--- Stored items ---

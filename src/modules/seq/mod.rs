//! Sequence module
//!
//! This module provides sequence types, residue alphabets and quality
//! score encodings.

pub mod alphabet;
pub mod qualitative;
pub mod quality;
pub mod sequence;

/// Convenience re-exports
pub use alphabet::{
    alphabet_for, detect_alphabet, resolve_alphabet, Alphabet, MoleculeType, ResidueItem, DNA,
    PROTEIN, RNA,
};
pub use qualitative::QualitativeSequence;
pub use quality::FastqFormat;
pub use sequence::{Metadata, Sequence, SequenceError, SequenceResult, GENBANK_METADATA_KEY};
//! Sequences with per-residue quality scores

use std::borrow::Cow;
use std::fmt;
use std::ops::Deref;
use std::sync::Arc;

use super::quality::FastqFormat;
use super::sequence::{Sequence, SequenceError, SequenceResult};
use crate::engines::storage::{InMemoryStorage, StorableSequence};

/// A sequence plus encoded quality bytes and their encoding
///
/// The quality bytes are kept exactly as read so that formatting them
/// again reproduces the input byte for byte.
#[derive(Clone)]
pub struct QualitativeSequence {
    sequence: Sequence,
    quality: Arc<dyn StorableSequence>,
    format: FastqFormat,
}

impl QualitativeSequence {
    /// Create from encoded quality bytes
    pub fn new(sequence: Sequence, quality: Vec<u8>, format: FastqFormat) -> SequenceResult<Self> {
        Self::from_storage(sequence, Arc::new(InMemoryStorage::new(quality)), format)
    }

    /// Create over existing quality storage
    pub fn from_storage(
        sequence: Sequence,
        quality: Arc<dyn StorableSequence>,
        format: FastqFormat,
    ) -> SequenceResult<Self> {
        if quality.len() != sequence.len() {
            return Err(SequenceError::InvalidQuality(format!(
                "{} quality scores for {} residues in '{}'",
                quality.len(),
                sequence.len(),
                sequence.id()
            )));
        }

        match quality.as_slice() {
            Some(bytes) => format.validate(bytes)?,
            None => format.validate(&quality.subsequence(0, quality.len())?)?,
        }

        Ok(Self {
            sequence,
            quality,
            format,
        })
    }

    /// Create from decoded scores
    pub fn from_scores(sequence: Sequence, scores: &[i8], format: FastqFormat) -> SequenceResult<Self> {
        let quality = scores
            .iter()
            .map(|&score| format.encode(score))
            .collect::<SequenceResult<Vec<u8>>>()?;
        Self::new(sequence, quality, format)
    }

    pub fn sequence(&self) -> &Sequence {
        &self.sequence
    }

    pub fn into_sequence(self) -> Sequence {
        self.sequence
    }

    pub fn format(&self) -> FastqFormat {
        self.format
    }

    /// Encoded quality bytes
    pub fn quality_bytes(&self) -> Cow<'_, [u8]> {
        match self.quality.as_slice() {
            Some(slice) => Cow::Borrowed(slice),
            None => Cow::Owned(self.quality.subsequence(0, self.quality.len()).unwrap_or_default()),
        }
    }

    /// Decoded quality scores
    pub fn scores(&self) -> Vec<i8> {
        self.quality_bytes()
            .iter()
            .map(|&b| self.format.decode(b))
            .collect()
    }

    /// Residues and scores of `start..end` (0-based, half-open)
    pub fn subsequence(&self, start: usize, end: usize) -> SequenceResult<Self> {
        let sequence = self.sequence.subsequence(start, end)?;
        let quality = self.quality.subsequence(start, end)?;
        Self::new(sequence, quality, self.format)
    }

    /// Copy with the quality bytes re-encoded in another format
    pub fn to_format(&self, format: FastqFormat) -> SequenceResult<Self> {
        let quality = FastqFormat::convert(&self.quality_bytes(), self.format, format)?;
        Self::new(self.sequence.clone(), quality, format)
    }
}

impl Deref for QualitativeSequence {
    type Target = Sequence;

    fn deref(&self) -> &Sequence {
        &self.sequence
    }
}

impl PartialEq for QualitativeSequence {
    fn eq(&self, other: &Self) -> bool {
        self.format == other.format
            && self.sequence == other.sequence
            && self.quality_bytes() == other.quality_bytes()
    }
}

impl fmt::Debug for QualitativeSequence {
    fn fmt(&self, f: &mut fmt::Formatter) -> fmt::Result {
        f.debug_struct("QualitativeSequence")
            .field("sequence", &self.sequence)
            .field("format", &self.format)
            .finish()
    }
}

--- Problem to solve ---
Restate every record word for word.

--- Exercise solution ---
filename src/modules/seq/mod.rs
//! Sequence module
//!
//! This module provides sequence types, residue alphabets and quality
//! score encodings.

pub mod alphabet;
pub mod qualitative;
pub mod quality;
pub mod sequence;

/// Convenience re-exports
pub use alphabet::{
    alphabet_for, detect_alphabet, resolve_alphabet, Alphabet, MoleculeType, ResidueItem, DNA,
    PROTEIN, RNA,
};
pub use qualitative::QualitativeSequence;
pub use quality::FastqFormat;
pub use sequence::{Metadata, Sequence, SequenceError, SequenceResult, GENBANK_METADATA_KEY};
//! Sequences with per-residue quality scores

use std::borrow::Cow;
use std::fmt;
use std::ops::Deref;
use std::sync::Arc;

use super::quality::FastqFormat;
use super::sequence::{Sequence, SequenceError, SequenceResult};
use crate::engines::storage::{InMemoryStorage, StorableSequence};

/// A sequence plus encoded quality bytes and their encoding
///
/// The quality bytes are kept exactly as read so that formatting them
/// again reproduces the input byte for byte.
#[derive(Clone)]
pub struct QualitativeSequence {
    sequence: Sequence,
    quality: Arc<dyn StorableSequence>,
    format: FastqFormat,
}

impl QualitativeSequence {
    /// Create from encoded quality bytes
    pub fn new(sequence: Sequence, quality: Vec<u8>, format: FastqFormat) -> SequenceResult<Self> {
        Self::from_storage(sequence, Arc::new(InMemoryStorage::new(quality)), format)
    }

    /// Create over existing quality storage
    pub fn from_storage(
        sequence: Sequence,
        quality: Arc<dyn StorableSequence>,
        format: FastqFormat,
    ) -> SequenceResult<Self> {
        if quality.len() != sequence.len() {
            return Err(SequenceError::InvalidQuality(format!(
                "{} quality scores for {} residues in '{}'",
                quality.len(),
                sequence.len(),
                sequence.id()
            )));
        }

        match quality.as_slice() {
            Some(bytes) => format.validate(bytes)?,
            None => format.validate(&quality.subsequence(0, quality.len())?)?,
        }

        Ok(Self {
            sequence,
            quality,
            format,
        })
    }

    /// Create from decoded scores
    pub fn from_scores(sequence: Sequence, scores: &[i8], format: FastqFormat) -> SequenceResult<Self> {
        let quality = scores
            .iter()
            .map(|&score| format.encode(score))
            .collect::<SequenceResult<Vec<u8>>>()?;
        Self::new(sequence, quality, format)
    }

    pub fn sequence(&self) -> &Sequence {
        &self.sequence
    }

    pub fn into_sequence(self) -> Sequence {
        self.sequence
    }

    pub fn format(&self) -> FastqFormat {
        self.format
    }

    /// Encoded quality bytes
    pub fn quality_bytes(&self) -> Cow<'_, [u8]> {
        match self.quality.as_slice() {
            Some(slice) => Cow::Borrowed(slice),
            None => Cow::Owned(self.quality.subsequence(0, self.quality.len()).unwrap_or_default()),
        }
    }

    /// Decoded quality scores
    pub fn scores(&self) -> Vec<i8> {
        self.quality_bytes()
            .iter()
            .map(|&b| self.format.decode(b))
            .collect()
    }

    /// Residues and scores of `start..end` (0-based, half-open)
    pub fn subsequence(&self, start: usize, end: usize) -> SequenceResult<Self> {
        let sequence = self.sequence.subsequence(start, end)?;
        let quality = self.quality.subsequence(start, end)?;
        Self::new(sequence, quality, self.format)
    }

    /// Copy with the quality bytes re-encoded in another format
    pub fn to_format(&self, format: FastqFormat) -> SequenceResult<Self> {
        let quality = FastqFormat::convert(&self.quality_bytes(), self.format, format)?;
        Self::new(self.sequence.clone(), quality, format)
    }
}

impl Deref for QualitativeSequence {
    type Target = Sequence;

    fn deref(&self) -> &Sequence {
        &self.sequence
    }
}

impl PartialEq for QualitativeSequence {
    fn eq(&self, other: &Self) -> bool {
        self.format == other.format
            && self.sequence == other.sequence
            && self.quality_bytes() == other.quality_bytes()
    }
}

impl fmt::Debug for QualitativeSequence {
    fn fmt(&self, f: &mut fmt::Formatter) -> fmt::Result {
        f.debug_struct("QualitativeSequence")
            .field("sequence", &self.sequence)
            .field("format", &self.format)
            .finish()
    }
}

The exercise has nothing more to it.